Навсегда в памяти, когда он дочитал последнее четверостишье, я ему: «Ну, Гена, ты и голова. Ведь последнее четверостишье – эпитафия нашему поколению». Глаза его повлажнели, мы пошли в ресторан «Зорька», потом его переименовали в «Потсдам». Интересно, как он называется сегодня? Был тогда порядок: только одна рюмка и ни грамма больше. На таком подъеме мы умиротворили официантку и получили водку в нарзанной бутылке.
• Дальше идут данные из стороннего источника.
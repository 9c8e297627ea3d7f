//! PostgreSQL Repository Implementations

use auth::infra::postgres::{USER_COLUMNS, UserRow};
use auth::models::User;
use chrono::{DateTime, Utc};
use kernel::id::{PostId, UserId};
use sqlx::PgPool;
use uuid::Uuid;

use crate::domain::entities::{FollowEdge, MemberSummary, Post, PostView, SocialIdentity};
use crate::domain::repository::{FollowRepository, MemberRepository, PostRepository};
use crate::domain::value_objects::LanguageFilter;
use crate::error::{SocialError, SocialResult};

/// PostgreSQL-backed social repository
#[derive(Clone)]
pub struct PgSocialRepository {
    pool: PgPool,
}

impl PgSocialRepository {
    pub fn new(pool: PgPool) -> Self {
        Self { pool }
    }

    async fn followings_of(&self, user_id: &UserId) -> SocialResult<Vec<MemberSummary>> {
        let rows = sqlx::query_as::<_, MemberRow>(
            r#"
            SELECT u.user_id, u.first_name, u.last_name
            FROM follows f
            JOIN users u ON u.user_id = f.followed_id
            WHERE f.follower_id = $1
            ORDER BY f.created_at, u.user_id
            "#,
        )
        .bind(user_id.as_uuid())
        .fetch_all(&self.pool)
        .await?;

        Ok(rows.into_iter().map(MemberRow::into_summary).collect())
    }

    async fn posts_of(&self, user_id: &UserId) -> SocialResult<Vec<Post>> {
        let rows = sqlx::query_as::<_, PostRow>(
            r#"
            SELECT post_id, owner_id, content, created_at
            FROM posts
            WHERE owner_id = $1
            ORDER BY created_at DESC, post_id DESC
            "#,
        )
        .bind(user_id.as_uuid())
        .fetch_all(&self.pool)
        .await?;

        Ok(rows.into_iter().map(PostRow::into_post).collect())
    }
}

// ============================================================================
// Follow Repository Implementation
// ============================================================================

impl FollowRepository for PgSocialRepository {
    async fn insert_follow(&self, edge: &FollowEdge) -> SocialResult<FollowEdge> {
        // The no-op update makes RETURNING yield the stored row on conflict,
        // including one committed by a concurrent request.
        let row = sqlx::query_as::<_, FollowRow>(
            r#"
            INSERT INTO follows (follower_id, followed_id, created_at)
            VALUES ($1, $2, $3)
            ON CONFLICT (follower_id, followed_id)
                DO UPDATE SET follower_id = EXCLUDED.follower_id
            RETURNING follower_id, followed_id, created_at
            "#,
        )
        .bind(edge.follower_id.as_uuid())
        .bind(edge.followed_id.as_uuid())
        .bind(edge.created_at)
        .fetch_one(&self.pool)
        .await
        .map_err(|e| match &e {
            sqlx::Error::Database(db) if db.is_foreign_key_violation() => {
                SocialError::MemberNotFound
            }
            sqlx::Error::Database(db) if db.is_check_violation() => SocialError::CannotFollowSelf,
            _ => SocialError::Database(e),
        })?;

        Ok(row.into_edge())
    }

    async fn delete_follow(
        &self,
        follower_id: &UserId,
        followed_id: &UserId,
    ) -> SocialResult<bool> {
        let deleted = sqlx::query("DELETE FROM follows WHERE follower_id = $1 AND followed_id = $2")
            .bind(follower_id.as_uuid())
            .bind(followed_id.as_uuid())
            .execute(&self.pool)
            .await?
            .rows_affected();

        Ok(deleted > 0)
    }

    async fn list_followers(&self, user_id: &UserId) -> SocialResult<Vec<MemberSummary>> {
        let rows = sqlx::query_as::<_, MemberRow>(
            r#"
            SELECT u.user_id, u.first_name, u.last_name
            FROM follows f
            JOIN users u ON u.user_id = f.follower_id
            WHERE f.followed_id = $1
            ORDER BY f.created_at, u.user_id
            "#,
        )
        .bind(user_id.as_uuid())
        .fetch_all(&self.pool)
        .await?;

        Ok(rows.into_iter().map(MemberRow::into_summary).collect())
    }
}

// ============================================================================
// Post Repository Implementation
// ============================================================================

impl PostRepository for PgSocialRepository {
    async fn insert_post(&self, post: &Post) -> SocialResult<()> {
        sqlx::query(
            r#"
            INSERT INTO posts (post_id, owner_id, content, created_at)
            VALUES ($1, $2, $3, $4)
            "#,
        )
        .bind(post.id.as_uuid())
        .bind(post.owner_id.as_uuid())
        .bind(&post.content)
        .bind(post.created_at)
        .execute(&self.pool)
        .await?;

        Ok(())
    }

    async fn find_post(&self, post_id: &PostId) -> SocialResult<Option<PostView>> {
        let row = sqlx::query_as::<_, PostViewRow>(
            r#"
            SELECT p.post_id, p.owner_id, p.content, p.created_at, u.first_name, u.last_name
            FROM posts p
            JOIN users u ON u.user_id = p.owner_id
            WHERE p.post_id = $1
            "#,
        )
        .bind(post_id.as_uuid())
        .fetch_optional(&self.pool)
        .await?;

        Ok(row.map(PostViewRow::into_view))
    }

    async fn posts_by_owners(&self, owner_ids: &[UserId]) -> SocialResult<Vec<PostView>> {
        let owners: Vec<Uuid> = owner_ids.iter().map(|id| id.into_uuid()).collect();

        let rows = sqlx::query_as::<_, PostViewRow>(
            r#"
            SELECT p.post_id, p.owner_id, p.content, p.created_at, u.first_name, u.last_name
            FROM posts p
            JOIN users u ON u.user_id = p.owner_id
            WHERE p.owner_id = ANY($1)
            ORDER BY p.created_at DESC, p.post_id DESC
            "#,
        )
        .bind(owners)
        .fetch_all(&self.pool)
        .await?;

        Ok(rows.into_iter().map(PostViewRow::into_view).collect())
    }
}

// ============================================================================
// Member Repository Implementation
// ============================================================================

impl MemberRepository for PgSocialRepository {
    async fn member_exists(&self, user_id: &UserId) -> SocialResult<bool> {
        let exists: bool =
            sqlx::query_scalar("SELECT EXISTS(SELECT 1 FROM users WHERE user_id = $1)")
                .bind(user_id.as_uuid())
                .fetch_one(&self.pool)
                .await?;

        Ok(exists)
    }

    async fn load_identity(&self, user_id: &UserId) -> SocialResult<Option<SocialIdentity>> {
        let Some(row) = sqlx::query_as::<_, UserRow>(&format!(
            "SELECT {USER_COLUMNS} FROM users WHERE user_id = $1"
        ))
        .bind(user_id.as_uuid())
        .fetch_optional(&self.pool)
        .await?
        else {
            return Ok(None);
        };

        let followings = self.followings_of(user_id).await?;
        let followers = self.list_followers(user_id).await?;
        let posts = self.posts_of(user_id).await?;

        Ok(Some(SocialIdentity {
            user: row.into_user(),
            followings,
            followers,
            posts,
        }))
    }

    async fn find_speakers(&self, filter: &LanguageFilter) -> SocialResult<Vec<User>> {
        // Column name comes from a closed enum; the value is bound
        let sql = format!(
            "SELECT {USER_COLUMNS} FROM users \
             WHERE strpos({}, $1) > 0 \
             ORDER BY user_name",
            filter.column()
        );

        let rows = sqlx::query_as::<_, UserRow>(&sql)
            .bind(filter.needle().as_str())
            .fetch_all(&self.pool)
            .await?;

        Ok(rows.into_iter().map(UserRow::into_user).collect())
    }
}

// ============================================================================
// Row Types
// ============================================================================

#[derive(sqlx::FromRow)]
struct FollowRow {
    follower_id: Uuid,
    followed_id: Uuid,
    created_at: DateTime<Utc>,
}

impl FollowRow {
    fn into_edge(self) -> FollowEdge {
        FollowEdge {
            follower_id: UserId::from_uuid(self.follower_id),
            followed_id: UserId::from_uuid(self.followed_id),
            created_at: self.created_at,
        }
    }
}

#[derive(sqlx::FromRow)]
struct MemberRow {
    user_id: Uuid,
    first_name: String,
    last_name: String,
}

impl MemberRow {
    fn into_summary(self) -> MemberSummary {
        MemberSummary {
            id: UserId::from_uuid(self.user_id),
            first_name: self.first_name,
            last_name: self.last_name,
        }
    }
}

#[derive(sqlx::FromRow)]
struct PostRow {
    post_id: Uuid,
    owner_id: Uuid,
    content: String,
    created_at: DateTime<Utc>,
}

impl PostRow {
    fn into_post(self) -> Post {
        Post {
            id: PostId::from_uuid(self.post_id),
            owner_id: UserId::from_uuid(self.owner_id),
            content: self.content,
            created_at: self.created_at,
        }
    }
}

#[derive(sqlx::FromRow)]
struct PostViewRow {
    post_id: Uuid,
    owner_id: Uuid,
    content: String,
    created_at: DateTime<Utc>,
    first_name: String,
    last_name: String,
}

impl PostViewRow {
    fn into_view(self) -> PostView {
        let owner_id = UserId::from_uuid(self.owner_id);
        PostView {
            post: Post {
                id: PostId::from_uuid(self.post_id),
                owner_id,
                content: self.content,
                created_at: self.created_at,
            },
            owner: MemberSummary {
                id: owner_id,
                first_name: self.first_name,
                last_name: self.last_name,
            },
        }
    }
}
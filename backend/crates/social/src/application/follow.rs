//! Follow / Unfollow Use Cases

use std::sync::Arc;

use kernel::id::UserId;

use crate::domain::entities::{FollowEdge, MemberSummary, SocialIdentity};
use crate::domain::repository::{FollowRepository, MemberRepository};
use crate::error::{SocialError, SocialResult};

/// Follow use case
pub struct FollowUseCase<R>
where
    R: FollowRepository + MemberRepository,
{
    repo: Arc<R>,
}

impl<R> FollowUseCase<R>
where
    R: FollowRepository + MemberRepository,
{
    pub fn new(repo: Arc<R>) -> Self {
        Self { repo }
    }

    /// Following someone twice is a no-op that returns the existing edge
    pub async fn execute(&self, caller: &SocialIdentity, target: UserId) -> SocialResult<FollowEdge> {
        let me = caller.user_id();
        if target == me {
            return Err(SocialError::CannotFollowSelf);
        }

        if !self.repo.member_exists(&target).await? {
            return Err(SocialError::MemberNotFound);
        }

        let edge = self.repo.insert_follow(&FollowEdge::new(me, target)).await?;

        tracing::info!(follower_id = %me, followed_id = %target, "Followed member");
        Ok(edge)
    }
}

/// Unfollow use case
pub struct UnfollowUseCase<R>
where
    R: FollowRepository,
{
    repo: Arc<R>,
}

impl<R> UnfollowUseCase<R>
where
    R: FollowRepository,
{
    pub fn new(repo: Arc<R>) -> Self {
        Self { repo }
    }

    /// Succeeds whether or not an edge existed
    pub async fn execute(&self, caller: &SocialIdentity, target: UserId) -> SocialResult<()> {
        let me = caller.user_id();
        let removed = self.repo.delete_follow(&me, &target).await?;

        tracing::info!(
            follower_id = %me,
            followed_id = %target,
            removed = removed,
            "Unfollowed member"
        );
        Ok(())
    }
}

/// Who follows the caller
pub struct ListFollowersUseCase<R>
where
    R: FollowRepository,
{
    repo: Arc<R>,
}

impl<R> ListFollowersUseCase<R>
where
    R: FollowRepository,
{
    pub fn new(repo: Arc<R>) -> Self {
        Self { repo }
    }

    pub async fn execute(&self, caller: &SocialIdentity) -> SocialResult<Vec<MemberSummary>> {
        self.repo.list_followers(&caller.user_id()).await
    }
}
Гена уже тогда был готов снимать авторское кино…

Через несколько недель после похорон Шукшина мы встретились в километровом коридоре «Мосфильма». Тогда Геннадий написал мне в записную книжицу:

«Толе Заболоцкому.
Хоронят писателей мертвых,
Живые идут в коридор.
Служителей бойкие метлы
Сметают иголки и сор.
Мне дух панихид неприятен,
Я в окна спокойно гляжу
И думаю – вот мой приятель,
Вот я в этом зале лежу.
Не сделавший и половины
Того, что мне сделать должно,
Ногами направлен к камину,
Оплакан детьми и женой.
Хоронят писателей мертвых,
Живые идут в коридор.
Живые людей распростертых
Выносят на каменный двор.
Ровесники друга выносят,
Суровость на лицах храня,
А это – выносят, выносят, —
Ребята выносят меня!
Гусиным или не гусиным
Бумагу до смерти марать,
Но только бы не грустили
И не научились хворать.
Но только бы мы не теряли
Живыми людей дорогих,
Обидами в них не стреляли,
Живыми любили бы их.
Ровесники, не умирайте».

В заключение вспомню еще один эпизод. Мы со Шпаликовым зашли к поэту и сценаристу Володе Голованову, который жил на Бережковской набережной, в доме № 7 с тогдашней первой женой Наташей Котавщиковой, написавшей мудрые строки о семейной ячейке: «Бремя с течением времени – мед». Водка разливалась в тонкие стеклянные стаканы. Когда выпили за встречу, Гена откусил край стакана и стал жевать его. Мы молча обомлели от вида крови и от хрустящего звука стекла. Шпаликов, глядя на нас, успокоил: «Я не чувствую боли». Застолье закончилось…

Документальные фильмы

В Белоруссии сегодня имя Владимира Семеновича Короткевича на слуху – признанный классик. В связи с политической войной суверенитетов в Киеве установлен памятник Короткевичу перед Университетом, который он закончил. Немой призыв Беларуси единиться с Украиной. Как бы отнесся к проблеме сам Короткевич, знает только Господь. Все годы, что я его видел, он всегда был поперечным не только на Студии, но и в общественной литературной жизни Минска. Он был национальным писателем, но никогда не был националистом, каковым его сейчас делают.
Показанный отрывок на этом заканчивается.